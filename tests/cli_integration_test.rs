//! CLI integration tests for command orchestration.
//!
//! Tests cover:
//! - Config loading and validation from INI files on disk
//! - Request reading and rule checking
//! - Data port selection
//! - Full `backtest` command against a CSV directory
//! - Saved-strategy commands against an on-disk SQLite file

mod common;

use clap::Parser;
use common::*;
use std::fs;
use std::io::Write;
use std::path::Path;
use std::process::ExitCode;
use strategist::cli::{self, Cli};
use strategist::domain::error::StrategistError;
use strategist::domain::history_range::HistoryRange;
use tempfile::TempDir;

fn write_temp_ini(content: &str) -> tempfile::NamedTempFile {
    let mut file = tempfile::NamedTempFile::new().unwrap();
    file.write_all(content.as_bytes()).unwrap();
    file.flush().unwrap();
    file
}

const REQUEST: &str = r#"{
    "stockSymbol": "TCS.NS",
    "range": "max",
    "interval": "1d",
    "entry": {"condition": "AND", "rules": [
        {"indicator": "CLOSE", "operator": "crossesUp", "compareType": "indicator",
         "compareIndicator": "SMA", "compareParams": [{"name": "period", "value": "5"}]}
    ]},
    "exit": {"condition": "AND", "rules": [
        {"indicator": "CLOSE", "operator": "crossesDown", "compareType": "indicator",
         "compareIndicator": "SMA", "compareParams": [{"name": "period", "value": "5"}]}
    ]}
}"#;

/// A CSV price directory plus an INI pointing at it.
fn workspace() -> TempDir {
    let dir = TempDir::new().unwrap();
    let mut body = String::from("date,open,high,low,close,volume\n");
    for r in records_from_closes(&wave(120)) {
        let c = r.close.unwrap();
        body.push_str(&format!(
            "{},{},{},{},{},{}\n",
            r.timestamp.format("%Y-%m-%d"),
            c,
            c + 1.0,
            c - 1.0,
            c,
            r.volume.unwrap()
        ));
    }
    fs::write(dir.path().join("TCS.NS_1d.csv"), body).unwrap();
    fs::write(
        dir.path().join("app.ini"),
        format!(
            "[data]\nsource = csv\ncsv_dir = {}\n\n[backtest]\ninitial_capital = 100000\nrisk_free_rate = 0.05\n",
            dir.path().display()
        ),
    )
    .unwrap();
    fs::write(dir.path().join("request.json"), REQUEST).unwrap();
    dir
}

fn run(args: &[&str]) -> ExitCode {
    let mut argv = vec!["strategist"];
    argv.extend_from_slice(args);
    cli::run(Cli::parse_from(argv))
}

fn path_str(path: &Path) -> String {
    path.display().to_string()
}

mod config_loading {
    use super::*;

    #[test]
    fn valid_ini_loads() {
        let file = write_temp_ini("[data]\ncsv_dir = /var/lib/prices\n");
        assert!(cli::load_config(file.path()).is_ok());
    }

    #[test]
    fn bad_capital_is_rejected() {
        let file = write_temp_ini("[data]\ncsv_dir = x\n[backtest]\ninitial_capital = -5\n");
        let err = cli::load_config(file.path()).unwrap_err();
        assert!(matches!(err, StrategistError::ConfigInvalid { ref key, .. } if key == "initial_capital"));
    }

    #[test]
    fn bad_schedule_range_is_rejected() {
        let file = write_temp_ini("[data]\ncsv_dir = x\n[schedule]\nrange = forever\n");
        let err = cli::load_config(file.path()).unwrap_err();
        assert!(matches!(err, StrategistError::ConfigInvalid { ref section, .. } if section == "schedule"));
    }

    #[test]
    fn unknown_source_is_rejected() {
        let file = write_temp_ini("[data]\nsource = parquet\ncsv_dir = x\n");
        assert!(matches!(
            cli::load_config(file.path()),
            Err(StrategistError::ConfigInvalid { .. })
        ));
    }

    #[test]
    fn missing_file_is_parse_error() {
        let err = cli::load_config(Path::new("/nonexistent/app.ini")).unwrap_err();
        assert!(matches!(err, StrategistError::ConfigParse { .. }));
    }
}

mod requests {
    use super::*;

    #[test]
    fn read_request_parses_json_file() {
        let dir = workspace();
        let request = cli::read_request(&dir.path().join("request.json")).unwrap();
        assert_eq!(request.stock_symbol, "TCS.NS");
        assert_eq!(request.range.parse::<HistoryRange>().unwrap(), HistoryRange::Max);
        assert_eq!(
            cli::check_rules(request.entry.as_ref(), request.exit.as_ref()).unwrap(),
            (1, 1)
        );
    }

    #[test]
    fn malformed_json_is_a_json_error() {
        let dir = TempDir::new().unwrap();
        let path = dir.path().join("bad.json");
        fs::write(&path, "{\"stockSymbol\": ").unwrap();
        assert!(matches!(
            cli::read_request(&path),
            Err(StrategistError::Json(_))
        ));
    }

    #[test]
    fn check_rules_rejects_unknown_indicator() {
        let dir = TempDir::new().unwrap();
        let path = dir.path().join("bad.json");
        fs::write(
            &path,
            r#"{"stockSymbol": "X", "range": "1y", "interval": "1d",
                "entry": {"rules": [{"indicator": "Bolinger", "operator": ">", "value": 1}]}}"#,
        )
        .unwrap();
        let request = cli::read_request(&path).unwrap();
        let err = cli::check_rules(request.entry.as_ref(), None).unwrap_err();
        assert!(matches!(err, StrategistError::UnknownIndicator { ref name } if name == "Bolinger"));
    }
}

mod data_ports {
    use super::*;

    #[test]
    fn csv_port_serves_configured_directory() {
        let dir = workspace();
        let config = cli::load_config(&dir.path().join("app.ini")).unwrap();
        let port = cli::open_data_port(&config).unwrap();
        let records = port.fetch_history("TCS.NS", HistoryRange::Max, "1d").unwrap();
        assert_eq!(records.len(), 120);
    }

    #[test]
    fn csv_port_requires_directory() {
        let file = write_temp_ini("[data]\nsource = csv\n");
        let adapter =
            strategist::adapters::file_config_adapter::FileConfigAdapter::from_file(file.path())
                .unwrap();
        assert!(matches!(
            cli::open_data_port(&adapter),
            Err(StrategistError::ConfigMissing { .. })
        ));
    }
}

mod commands {
    use super::*;

    #[test]
    fn backtest_writes_report_file() {
        let dir = workspace();
        let out = dir.path().join("report.json");
        let code = run(&[
            "backtest",
            "-c",
            &path_str(&dir.path().join("app.ini")),
            "-r",
            &path_str(&dir.path().join("request.json")),
            "-o",
            &path_str(&out),
        ]);
        assert_eq!(code, ExitCode::SUCCESS);

        let report: serde_json::Value =
            serde_json::from_str(&fs::read_to_string(&out).unwrap()).unwrap();
        assert_eq!(report["stockSymbol"], "TCS.NS");
        assert_eq!(report["equityCurve"].as_array().unwrap().len(), 120);
        let total = report["totalTrades"].as_u64().unwrap();
        assert_eq!(report["trades"].as_array().unwrap().len() as u64, total);
    }

    #[test]
    fn backtest_unknown_symbol_fails() {
        let dir = workspace();
        let request = dir.path().join("other.json");
        fs::write(&request, REQUEST.replace("TCS.NS", "WIPRO.NS")).unwrap();
        let code = run(&[
            "backtest",
            "-c",
            &path_str(&dir.path().join("app.ini")),
            "-r",
            &path_str(&request),
        ]);
        assert_ne!(code, ExitCode::SUCCESS);
    }

    #[test]
    fn validate_accepts_good_request() {
        let dir = workspace();
        let code = run(&["validate", "-r", &path_str(&dir.path().join("request.json"))]);
        assert_eq!(code, ExitCode::SUCCESS);
    }

    #[test]
    fn validate_rejects_bad_operator() {
        let dir = workspace();
        let request = dir.path().join("bad.json");
        fs::write(&request, REQUEST.replace("crossesDown", "crossesSideways")).unwrap();
        let code = run(&["validate", "-r", &path_str(&request)]);
        assert_ne!(code, ExitCode::SUCCESS);
    }
}

#[cfg(feature = "sqlite")]
mod saved_strategies {
    use super::*;
    use strategist::adapters::sqlite_adapter::SqliteAdapter;
    use strategist::adapters::file_config_adapter::FileConfigAdapter;
    use strategist::ports::strategy_store_port::StrategyStore;

    const SAVED: &str = r#"{
        "entryRules": {"condition": "AND", "rules": [
            {"type": "rule", "rule": {"indicator": "CLOSE", "operator": "crossesUp",
                "compareIndicator": "EMA", "compareParams": [{"name": "period", "value": "8"}]}}
        ]},
        "exitRules": {"condition": "AND", "rules": [
            {"type": "rule", "rule": {"indicator": "CLOSE", "operator": "crossesDown",
                "compareIndicator": "EMA", "compareParams": [{"name": "period", "value": "8"}]}}
        ]}
    }"#;

    fn sqlite_workspace() -> TempDir {
        let dir = workspace();
        let ini = format!(
            "[data]\nsource = csv\ncsv_dir = {dir}\n\n[sqlite]\npath = {dir}/strategist.db\npool_size = 1\n\n[schedule]\nsymbol = TCS.NS\nrange = max\ninterval = 1d\n",
            dir = dir.path().display()
        );
        fs::write(dir.path().join("app.ini"), ini).unwrap();
        fs::write(dir.path().join("saved.json"), SAVED).unwrap();
        dir
    }

    fn store(dir: &TempDir) -> SqliteAdapter {
        let config = FileConfigAdapter::from_file(dir.path().join("app.ini")).unwrap();
        SqliteAdapter::from_config(&config).unwrap()
    }

    #[test]
    fn save_then_run_saved_records_a_run() {
        let dir = sqlite_workspace();
        let ini = path_str(&dir.path().join("app.ini"));

        let code = run(&[
            "strategy",
            "-c",
            &ini,
            "save",
            "--name",
            "ema cross",
            "-f",
            &path_str(&dir.path().join("saved.json")),
        ]);
        assert_eq!(code, ExitCode::SUCCESS);

        let saved = store(&dir).list_strategies().unwrap();
        assert_eq!(saved.len(), 1);
        assert_eq!(saved[0].name, "ema cross");

        assert_eq!(run(&["run-saved", "-c", &ini]), ExitCode::SUCCESS);

        let runs = store(&dir).list_runs(&saved[0].id).unwrap();
        assert_eq!(runs.len(), 1);
        assert_eq!(runs[0].symbol, "TCS.NS");
        assert_eq!(runs[0].range, "max");
    }

    #[test]
    fn save_rejects_uncompilable_rules() {
        let dir = sqlite_workspace();
        let bad = dir.path().join("bad.json");
        fs::write(&bad, SAVED.replace("EMA", "EMMA")).unwrap();
        let code = run(&[
            "strategy",
            "-c",
            &path_str(&dir.path().join("app.ini")),
            "save",
            "--name",
            "typo",
            "-f",
            &path_str(&bad),
        ]);
        assert_ne!(code, ExitCode::SUCCESS);
        assert!(store(&dir).list_strategies().unwrap().is_empty());
    }

    #[test]
    fn delete_unknown_strategy_fails() {
        let dir = sqlite_workspace();
        let code = run(&[
            "strategy",
            "-c",
            &path_str(&dir.path().join("app.ini")),
            "delete",
            "deadbeef",
        ]);
        assert_ne!(code, ExitCode::SUCCESS);
    }
}
//! Backtest simulation and the request-level service around it.
//!
//! The simulator is a two-state machine (flat / in position) stepped once per
//! bar. On each bar it evaluates exactly one predicate: entry while flat, exit
//! while holding. A bar that closes a position therefore never reopens one.

use crate::domain::error::StrategistError;
use crate::domain::history_range::HistoryRange;
use crate::domain::indicator::engine::IndicatorEngine;
use crate::domain::metrics::{AggregationSettings, BacktestResult};
use crate::domain::position::TradingRecord;
use crate::domain::price_series::PriceSeries;
use crate::domain::rule_config::{BacktestRequest, RulesConfig};
use crate::domain::strategy::Strategy;
use crate::ports::data_port::DataPort;
use tracing::{debug, info};

pub const DEFAULT_INITIAL_CAPITAL: f64 = 100_000.0;

#[derive(Debug, Clone, Copy, PartialEq)]
pub struct BacktestSettings {
    pub initial_capital: f64,
    pub risk_free_rate: f64,
    pub equity_noise_seed: Option<u64>,
}

impl Default for BacktestSettings {
    fn default() -> Self {
        Self {
            initial_capital: DEFAULT_INITIAL_CAPITAL,
            risk_free_rate: 0.0,
            equity_noise_seed: None,
        }
    }
}

impl From<&BacktestSettings> for AggregationSettings {
    fn from(settings: &BacktestSettings) -> Self {
        AggregationSettings {
            initial_capital: settings.initial_capital,
            risk_free_rate: settings.risk_free_rate,
            equity_noise_seed: settings.equity_noise_seed,
        }
    }
}

/// Steps `strategy` across `series`, buying and selling at each bar's close.
pub fn simulate(series: &PriceSeries, strategy: &Strategy) -> Result<TradingRecord, StrategistError> {
    if series.is_empty() {
        return Err(StrategistError::NoData {
            symbol: series.symbol().to_string(),
        });
    }

    let mut record = TradingRecord::new();
    for (i, bar) in series.bars().iter().enumerate() {
        if record.is_flat() {
            if strategy.entry.is_satisfied(i) {
                record.enter(i, bar.close);
            }
        } else if strategy.exit.is_satisfied(i) {
            record.exit(i, bar.close);
        }
    }

    debug!(
        symbol = series.symbol(),
        closed = record.closed_trades().len(),
        open = !record.is_flat(),
        "simulation finished"
    );
    Ok(record)
}

/// Compiles and simulates against an already-loaded series.
pub fn run_backtest(
    series: &PriceSeries,
    entry: Option<&RulesConfig>,
    exit: Option<&RulesConfig>,
    settings: &BacktestSettings,
) -> Result<BacktestResult, StrategistError> {
    if series.is_empty() {
        return Err(StrategistError::NoData {
            symbol: series.symbol().to_string(),
        });
    }

    let entry = RulesConfig::to_group(entry)?;
    let exit = RulesConfig::to_group(exit)?;

    let mut engine = IndicatorEngine::new(series);
    let strategy = Strategy::compile(&entry, &exit, &mut engine)?;
    let record = simulate(series, &strategy)?;
    Ok(BacktestResult::compute(series, &record, &settings.into()))
}

/// Fetches the requested history and runs the request's rules over it.
pub fn run_backtest_request(
    data: &dyn DataPort,
    request: &BacktestRequest,
    settings: &BacktestSettings,
) -> Result<BacktestResult, StrategistError> {
    let range: HistoryRange = request.range.parse()?;
    info!(
        symbol = %request.stock_symbol,
        range = %range,
        interval = %request.interval,
        "starting backtest"
    );

    let records = data.fetch_history(&request.stock_symbol, range, &request.interval)?;
    let series = PriceSeries::from_records(&request.stock_symbol, &records);
    let result = run_backtest(
        &series,
        request.entry.as_ref(),
        request.exit.as_ref(),
        settings,
    )?;

    info!(
        symbol = %request.stock_symbol,
        bars = series.len(),
        trades = result.total_trades,
        profit_loss = result.profit_loss,
        "backtest finished"
    );
    Ok(result)
}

===============

TASK STATEMENT: Check which lines of the entries hold the word "tempfile", then please give only how many there are.

RESULT OF THIS TASK: 3